Итак, в 1980 году я подружился с двумя молодыми университетскими преподавателями, принадлежащими к поколению 1968-го; один из них состоял тогда в троцкистской партии, другой не был активистом, но приветствовал всем сердцем тот праздничный бунт. С Домиником Вольтоном я встретился в своем рабочем кабинете «Дома наук о человеке», чтобы дать интервью газете «Монд» (для воскресного приложения). Вместе с Бруно Фраппа он задавал мне вопросы и под конец спросил, соглашусь ли я возложить на себя бремя трех телепередач, посвященных моей жизни и моей мысли. Я не раздумывая принял предложение. «Телевидение меня забавляет, — ответил я, — так почему бы нет?»

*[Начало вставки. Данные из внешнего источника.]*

//! Key records: the header placed in front of every stored object.
//!
//! ```text
//! n_bytes   u32   key header + stored payload
//! version   u16
//! obj_len   u32   uncompressed payload length
//! key_len   u16   length of this header
//! cycle     u16
//! seek_key  u64   absolute position of this record
//! class, name, title   strings
//! ```

use crate::error::{Result, RootError};
use crate::rbuffer::RBuffer;
use crate::wbuffer::WBuffer;

/// Current key record version.
pub const KEY_VERSION: u16 = 1;

/// A parsed key record.
#[derive(Debug, Clone, PartialEq)]
pub struct Key {
    /// Total number of bytes in the stored payload + key header.
    pub n_bytes: u32,
    /// Key record version.
    pub version: u16,
    /// Uncompressed object length.
    pub obj_len: u32,
    /// Length of the key header itself.
    pub key_len: u16,
    /// Cycle number.
    pub cycle: u16,
    /// Absolute position of this key in the file.
    pub seek_key: u64,
    /// Class name of the stored object.
    pub class_name: String,
    /// Object name.
    pub name: String,
    /// Object title.
    pub title: String,
}

/// Public info about a key (for `list_keys()`).
#[derive(Debug, Clone, PartialEq, Eq)]
pub struct KeyInfo {
    /// Object name.
    pub name: String,
    /// Object class name (e.g. "TH1D", "TDirectory").
    pub class_name: String,
    /// Object title.
    pub title: String,
    /// Cycle number.
    pub cycle: u16,
}

impl KeyInfo {
    /// Create from an internal Key.
    pub fn from_key(key: &Key) -> Self {
        Self {
            name: key.name.clone(),
            class_name: key.class_name.clone(),
            title: key.title.clone(),
            cycle: key.cycle,
        }
    }
}

impl Key {
    /// Header length for the given strings.
    pub fn header_len(class_name: &str, name: &str, title: &str) -> usize {
        let s = |v: &str| if v.len() < 255 { 1 + v.len() } else { 5 + v.len() };
        4 + 2 + 4 + 2 + 2 + 8 + s(class_name) + s(name) + s(title)
    }

    /// Read a key header from the buffer at the current position.
    pub fn read(r: &mut RBuffer) -> Result<Self> {
        let n_bytes = r.read_u32()?;
        let version = r.read_u16()?;
        if version != KEY_VERSION {
            return Err(RootError::Deserialization(format!("unsupported key version {version}")));
        }
        let obj_len = r.read_u32()?;
        let key_len = r.read_u16()?;
        let cycle = r.read_u16()?;
        let seek_key = r.read_u64()?;
        let class_name = r.read_string()?;
        let name = r.read_string()?;
        let title = r.read_string()?;

        if (key_len as u32) > n_bytes {
            return Err(RootError::Deserialization(format!(
                "key '{name}': header length {key_len} exceeds record length {n_bytes}"
            )));
        }

        Ok(Key { n_bytes, version, obj_len, key_len, cycle, seek_key, class_name, name, title })
    }

    /// Write this key header.
    pub fn write(&self, w: &mut WBuffer) {
        w.write_u32(self.n_bytes);
        w.write_u16(self.version);
        w.write_u32(self.obj_len);
        w.write_u16(self.key_len);
        w.write_u16(self.cycle);
        w.write_u64(self.seek_key);
        w.write_string(&self.class_name);
        w.write_string(&self.name);
        w.write_string(&self.title);
    }

    /// Whether the payload is stored without compression.
    pub fn is_raw(&self) -> bool {
        self.obj_len == self.n_bytes - self.key_len as u32
    }

    /// Whether this key points to a subdirectory.
    pub fn is_directory(&self) -> bool {
        self.class_name == crate::directory::DIRECTORY_CLASS
    }
}

#[cfg(test)]
mod tests {
    use super::*;

    #[test]
    fn header_len_matches_written_bytes() {
        let key = Key {
            n_bytes: 100,
            version: KEY_VERSION,
            obj_len: 60,
            key_len: Key::header_len("TH1D", "sig1", "Signal 1") as u16,
            cycle: 1,
            seek_key: 24,
            class_name: "TH1D".into(),
            name: "sig1".into(),
            title: "Signal 1".into(),
        };
        let mut w = WBuffer::new();
        key.write(&mut w);
        assert_eq!(w.len(), key.key_len as usize);

        let bytes = w.into_inner();
        let back = Key::read(&mut RBuffer::new(&bytes)).unwrap();
        assert_eq!(back, key);
        assert!(!back.is_raw());
    }

    #[test]
    fn rejects_unknown_version() {
        let mut w = WBuffer::new();
        w.write_u32(30);
        w.write_u16(99);
        w.write_bytes(&[0u8; 24]);
        let bytes = w.into_inner();
        assert!(matches!(Key::read(&mut RBuffer::new(&bytes)), Err(RootError::Deserialization(_))));
    }
}
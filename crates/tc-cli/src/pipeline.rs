//! `toycombine` pipeline: toys → plot → container → datacard → workspace → fit.

use std::path::{Path, PathBuf};

use anyhow::{Context, Result};
use rand::SeedableRng;
use rand::rngs::StdRng;
use serde::{Deserialize, Serialize};
use tc_combine::{AnalysisTopology, ToolConfig, ToolOutput, ToolRunner, WORKSPACE_NAME};
use tc_core::{Error, ToyConfig};
use tc_store::{StoreObject, WriteMode};
use tc_viz_render::config::PlotConfig;

/// Where pipeline files go.
#[derive(Debug, Clone, PartialEq, Serialize, Deserialize)]
#[serde(default)]
pub struct PathsConfig {
    /// Directory for the plot and the histogram container.
    pub input_dir: PathBuf,
    /// Directory for the datacard, shapes and workspace.
    pub output_dir: PathBuf,
    pub plot_name: String,
    pub hist_file: String,
}

impl Default for PathsConfig {
    fn default() -> Self {
        Self {
            input_dir: "input".into(),
            output_dir: "output".into(),
            plot_name: "hists.png".into(),
            hist_file: "hists.root".into(),
        }
    }
}

/// Full pipeline configuration; every field defaults to the built-in toy.
#[derive(Debug, Clone, PartialEq, Default, Serialize, Deserialize)]
#[serde(default)]
pub struct PipelineConfig {
    pub toys: ToyConfig,
    pub topology: AnalysisTopology,
    pub tools: ToolConfig,
    pub paths: PathsConfig,
    pub plot: PlotConfig,
}

impl PipelineConfig {
    /// Read a JSON (`.json`) or YAML (anything else) configuration file.
    pub fn load(path: &Path) -> Result<Self> {
        let text = std::fs::read_to_string(path)
            .with_context(|| format!("failed to read config {}", path.display()))?;
        let is_json = path.extension().is_some_and(|e| e.eq_ignore_ascii_case("json"));
        let cfg = if is_json {
            serde_json::from_str(&text).with_context(|| format!("invalid JSON in {}", path.display()))?
        } else {
            serde_yaml_ng::from_str(&text).with_context(|| format!("invalid YAML in {}", path.display()))?
        };
        Ok(cfg)
    }

    /// Check every section, and that the generated histogram names are the
    /// ones the topology refers to.
    pub fn validate(&self) -> tc_core::Result<()> {
        self.toys.validate()?;
        self.topology.validate()?;
        self.tools.validate()?;
        self.plot.validate()?;

        let expected: Vec<String> = (1..=self.toys.signals.len()).map(|k| format!("sig{k}")).collect();
        if self.topology.signals != expected {
            return Err(Error::Config(format!(
                "topology signals {:?} do not match the generated {:?}",
                self.topology.signals, expected
            )));
        }
        if self.topology.backgrounds != [tc_toys::BACKGROUND_NAME] {
            return Err(Error::Config(format!(
                "topology backgrounds {:?} do not match the generated [\"{}\"]",
                self.topology.backgrounds,
                tc_toys::BACKGROUND_NAME
            )));
        }
        if self.topology.observed != tc_toys::OBSERVED_NAME {
            return Err(Error::Config(format!(
                "topology observed '{}' does not match the generated '{}'",
                self.topology.observed,
                tc_toys::OBSERVED_NAME
            )));
        }
        Ok(())
    }

    pub fn plot_path(&self) -> PathBuf {
        self.paths.input_dir.join(&self.paths.plot_name)
    }

    pub fn hist_path(&self) -> PathBuf {
        self.paths.input_dir.join(&self.paths.hist_file)
    }

    pub fn workspace_path(&self) -> PathBuf {
        self.paths.output_dir.join(WORKSPACE_NAME)
    }
}

/// Files produced by one run.
#[derive(Debug)]
pub struct PipelineOutputs {
    pub plot: PathBuf,
    pub hist_file: PathBuf,
    pub datacard: PathBuf,
    pub shapes: PathBuf,
    pub workspace: PathBuf,
    pub fit: ToolOutput,
}

/// Run every stage in order; the first failure aborts the rest.
pub fn run<R: ToolRunner + ?Sized>(cfg: &PipelineConfig, runner: &mut R) -> Result<PipelineOutputs> {
    cfg.validate().context("invalid configuration")?;

    let mut rng = StdRng::seed_from_u64(cfg.toys.seed);
    tracing::debug!(seed = cfg.toys.seed, "random generator seeded");
    let toys = tc_toys::generate(&cfg.toys, &mut rng).context("toy generation failed")?;

    let processes: Vec<_> = toys.processes().cloned().collect();
    let plot = cfg.plot_path();
    let canvas = tc_viz_render::plot_histograms(&toys.observed, &processes, &plot, &cfg.plot)
        .map_err(Error::from)
        .with_context(|| format!("plotting to {} failed", plot.display()))?;

    let mut objects = vec![StoreObject::from(canvas), StoreObject::from(toys.observed.clone())];
    objects.extend(processes.into_iter().map(StoreObject::from));
    let hist_file = tc_store::write_objects(&objects, cfg.topology.bin(), &cfg.hist_path(), WriteMode::Recreate)
        .map_err(Error::from)
        .with_context(|| format!("writing {} failed", cfg.hist_path().display()))?;

    let card = tc_combine::create_datacard(&hist_file, &cfg.paths.output_dir, &cfg.topology)
        .context("datacard creation failed")?;

    let workspace = tc_combine::create_workspace(
        runner,
        &card.datacard,
        &cfg.workspace_path(),
        &cfg.topology,
        &cfg.tools,
    )
    .context("workspace creation failed")?;

    let fit = tc_combine::multidim_fit(runner, &workspace, &cfg.topology, &cfg.tools)
        .context("multi-dimensional fit failed")?;

    Ok(PipelineOutputs { plot, hist_file, datacard: card.datacard, shapes: card.shapes, workspace, fit })
}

Доминик пришел ко мне со своим другом Жан-Луи Миссика, в основном для того, чтобы договориться относительно плана передач и тем для обсуждения. Раза два они изложили мне структуру целого, темы, отобранные для каждой передачи. Я слушал рассеянно и в каждом случае отвечал: «Согласен», «Это ваше дело». Я предоставил в их распоряжение свой архив — главным образом письма от читателей моих книг. Мы говорили обо всем, и очень мало — о будущих передачах. Меня они не заботили — не люблю заранее готовиться к интервью, особенно к беседе на радио или телевидении. Я дал разрешение задать мне любые вопросы, на которые им хотелось получить ответ; но не пожелал подготовить свои ответы. Я не актер: когда меня заставляют повторить какой-то эпизод выступления, второй вариант чаще всего получается хуже первого.
Почему Доминик и Жан-Луи покорили нас с Сюзанной? Вопрос, пожалуй, наивен или лишен смысла. Кто может сказать, почему возникает или не возникает душевная близость? Все же попытаемся понять, в чем тут дело, не затрагивая области нематериального, которое не выносит ни прикосновения, ни яркого света. Они пришли ко мне из интеллектуального любопытства — так сказал мне Жан-Луи. В течение более чем тридцати лет, с момента окончания войны, я ни разу не поддался ни одной из интеллектуальных мод Парижа. Исходя из какой логики я занимал ту или иную позицию? Какая политическая философия диктовала мне мои «нет» и мои «да»?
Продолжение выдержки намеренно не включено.